■ **Problem to work on**:
Take the lines below between the one holding "outcome = machine.run(&mut checkpoint, &mut second).unwrap();" and the one holding "let machine = CrawlStateMachine::new(&source, options(2, 10));", inclusive, and copy them exactly. Add nothing.

(Saved data entries)

[Start of section]

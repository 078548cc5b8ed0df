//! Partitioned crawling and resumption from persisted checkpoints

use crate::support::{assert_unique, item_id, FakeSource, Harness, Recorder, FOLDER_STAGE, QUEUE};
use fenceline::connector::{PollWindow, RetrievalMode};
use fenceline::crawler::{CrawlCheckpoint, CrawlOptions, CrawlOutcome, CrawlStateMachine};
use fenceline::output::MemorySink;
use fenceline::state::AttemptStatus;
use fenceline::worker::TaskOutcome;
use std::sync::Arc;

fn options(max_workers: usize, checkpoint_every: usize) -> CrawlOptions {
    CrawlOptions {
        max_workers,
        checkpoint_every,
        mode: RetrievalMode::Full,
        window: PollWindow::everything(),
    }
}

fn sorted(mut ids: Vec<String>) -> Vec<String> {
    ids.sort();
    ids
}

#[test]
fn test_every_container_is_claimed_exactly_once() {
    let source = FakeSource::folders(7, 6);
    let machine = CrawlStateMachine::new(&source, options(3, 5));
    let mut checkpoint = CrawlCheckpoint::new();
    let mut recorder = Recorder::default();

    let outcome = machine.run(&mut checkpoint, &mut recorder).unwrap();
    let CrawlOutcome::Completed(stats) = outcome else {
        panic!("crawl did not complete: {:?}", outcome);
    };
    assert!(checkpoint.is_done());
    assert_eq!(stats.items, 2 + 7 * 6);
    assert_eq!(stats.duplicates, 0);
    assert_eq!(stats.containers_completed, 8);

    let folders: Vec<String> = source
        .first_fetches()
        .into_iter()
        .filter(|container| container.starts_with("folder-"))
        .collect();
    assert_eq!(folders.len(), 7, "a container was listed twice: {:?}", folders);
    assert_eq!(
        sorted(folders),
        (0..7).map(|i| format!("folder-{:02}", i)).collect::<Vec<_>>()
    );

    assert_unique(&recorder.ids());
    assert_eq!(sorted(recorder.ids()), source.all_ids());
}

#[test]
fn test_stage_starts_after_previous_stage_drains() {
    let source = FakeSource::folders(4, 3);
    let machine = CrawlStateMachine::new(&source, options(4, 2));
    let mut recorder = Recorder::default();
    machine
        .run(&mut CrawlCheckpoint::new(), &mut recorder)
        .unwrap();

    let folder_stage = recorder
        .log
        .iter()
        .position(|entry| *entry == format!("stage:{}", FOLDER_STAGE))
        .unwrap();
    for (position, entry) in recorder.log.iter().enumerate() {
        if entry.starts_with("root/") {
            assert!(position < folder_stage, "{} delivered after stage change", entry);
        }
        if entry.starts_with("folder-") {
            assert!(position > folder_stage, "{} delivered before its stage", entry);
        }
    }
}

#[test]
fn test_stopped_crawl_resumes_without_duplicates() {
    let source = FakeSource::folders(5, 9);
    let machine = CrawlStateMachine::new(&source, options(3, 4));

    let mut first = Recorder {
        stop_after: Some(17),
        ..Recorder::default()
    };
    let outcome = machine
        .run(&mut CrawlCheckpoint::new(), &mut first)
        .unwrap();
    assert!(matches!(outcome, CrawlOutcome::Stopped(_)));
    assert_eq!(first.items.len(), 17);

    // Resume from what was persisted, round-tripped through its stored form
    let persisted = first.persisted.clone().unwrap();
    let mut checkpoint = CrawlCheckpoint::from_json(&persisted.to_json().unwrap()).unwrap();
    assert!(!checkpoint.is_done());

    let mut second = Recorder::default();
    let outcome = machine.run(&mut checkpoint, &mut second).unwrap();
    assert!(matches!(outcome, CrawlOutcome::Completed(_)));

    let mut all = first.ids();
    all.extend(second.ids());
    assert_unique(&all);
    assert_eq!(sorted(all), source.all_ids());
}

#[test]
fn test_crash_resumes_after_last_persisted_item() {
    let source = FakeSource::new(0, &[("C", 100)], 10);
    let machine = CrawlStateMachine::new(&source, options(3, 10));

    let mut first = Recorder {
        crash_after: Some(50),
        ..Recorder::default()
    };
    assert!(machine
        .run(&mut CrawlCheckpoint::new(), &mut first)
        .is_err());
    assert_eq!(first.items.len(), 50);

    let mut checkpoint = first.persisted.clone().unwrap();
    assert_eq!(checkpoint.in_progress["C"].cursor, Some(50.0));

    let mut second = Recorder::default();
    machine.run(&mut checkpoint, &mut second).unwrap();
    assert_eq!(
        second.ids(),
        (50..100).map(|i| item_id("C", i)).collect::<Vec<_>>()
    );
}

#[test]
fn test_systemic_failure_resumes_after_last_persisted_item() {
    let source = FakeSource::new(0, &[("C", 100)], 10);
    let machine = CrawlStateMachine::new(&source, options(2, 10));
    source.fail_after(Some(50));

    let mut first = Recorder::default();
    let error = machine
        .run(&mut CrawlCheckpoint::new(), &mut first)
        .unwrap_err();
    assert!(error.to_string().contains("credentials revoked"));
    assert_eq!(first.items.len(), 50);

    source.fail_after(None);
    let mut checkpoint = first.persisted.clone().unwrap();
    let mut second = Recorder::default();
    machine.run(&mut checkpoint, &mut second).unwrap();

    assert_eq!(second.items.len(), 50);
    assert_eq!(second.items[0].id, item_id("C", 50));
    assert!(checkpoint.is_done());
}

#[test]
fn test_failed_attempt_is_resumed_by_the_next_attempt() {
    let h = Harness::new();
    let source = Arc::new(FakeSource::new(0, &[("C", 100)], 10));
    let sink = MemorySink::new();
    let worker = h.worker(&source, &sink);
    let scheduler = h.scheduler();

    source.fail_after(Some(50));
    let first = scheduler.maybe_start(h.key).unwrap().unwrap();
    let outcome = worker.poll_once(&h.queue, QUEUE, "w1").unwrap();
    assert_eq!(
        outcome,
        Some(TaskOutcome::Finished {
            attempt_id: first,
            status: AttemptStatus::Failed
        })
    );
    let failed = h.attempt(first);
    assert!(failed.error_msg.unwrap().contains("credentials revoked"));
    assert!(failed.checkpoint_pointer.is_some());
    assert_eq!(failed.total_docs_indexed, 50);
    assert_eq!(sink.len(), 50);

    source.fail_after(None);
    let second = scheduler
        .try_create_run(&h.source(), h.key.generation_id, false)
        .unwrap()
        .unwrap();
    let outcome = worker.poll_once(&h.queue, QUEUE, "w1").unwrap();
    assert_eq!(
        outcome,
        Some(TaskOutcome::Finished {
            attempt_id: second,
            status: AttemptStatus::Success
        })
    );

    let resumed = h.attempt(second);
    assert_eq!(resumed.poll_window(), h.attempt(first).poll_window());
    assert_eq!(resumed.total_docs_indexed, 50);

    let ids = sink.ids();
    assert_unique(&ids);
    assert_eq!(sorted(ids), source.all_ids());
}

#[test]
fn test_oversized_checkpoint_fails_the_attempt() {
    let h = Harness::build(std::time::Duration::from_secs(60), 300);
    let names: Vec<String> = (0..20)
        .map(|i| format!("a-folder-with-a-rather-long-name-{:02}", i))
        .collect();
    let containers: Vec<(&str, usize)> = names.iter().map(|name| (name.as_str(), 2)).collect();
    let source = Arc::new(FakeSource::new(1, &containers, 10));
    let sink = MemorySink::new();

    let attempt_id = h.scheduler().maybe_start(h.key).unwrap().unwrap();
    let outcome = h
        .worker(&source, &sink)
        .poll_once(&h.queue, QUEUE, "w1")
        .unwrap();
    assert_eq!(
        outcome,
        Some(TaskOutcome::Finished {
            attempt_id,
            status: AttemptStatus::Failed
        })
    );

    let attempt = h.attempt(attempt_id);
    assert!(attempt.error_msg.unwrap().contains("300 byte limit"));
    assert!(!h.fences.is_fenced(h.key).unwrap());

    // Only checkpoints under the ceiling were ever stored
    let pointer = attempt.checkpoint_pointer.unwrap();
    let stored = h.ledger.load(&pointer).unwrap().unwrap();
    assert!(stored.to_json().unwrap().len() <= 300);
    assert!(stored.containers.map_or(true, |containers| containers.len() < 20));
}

[End of section]

■ **Solution to the problem**:
    let outcome = machine.run(&mut checkpoint, &mut second).unwrap();
    assert!(matches!(outcome, CrawlOutcome::Completed(_)));

    let mut all = first.ids();
    all.extend(second.ids());
    assert_unique(&all);
    assert_eq!(sorted(all), source.all_ids());
}

#[test]
fn test_crash_resumes_after_last_persisted_item() {
    let source = FakeSource::new(0, &[("C", 100)], 10);
    let machine = CrawlStateMachine::new(&source, options(3, 10));

    let mut first = Recorder {
        crash_after: Some(50),
        ..Recorder::default()
    };
    assert!(machine
        .run(&mut CrawlCheckpoint::new(), &mut first)
        .is_err());
    assert_eq!(first.items.len(), 50);

    let mut checkpoint = first.persisted.clone().unwrap();
    assert_eq!(checkpoint.in_progress["C"].cursor, Some(50.0));

    let mut second = Recorder::default();
    machine.run(&mut checkpoint, &mut second).unwrap();
    assert_eq!(
        second.ids(),
        (50..100).map(|i| item_id("C", i)).collect::<Vec<_>>()
    );
}

#[test]
fn test_systemic_failure_resumes_after_last_persisted_item() {
    let source = FakeSource::new(0, &[("C", 100)], 10);
    let machine = CrawlStateMachine::new(&source, options(2, 10));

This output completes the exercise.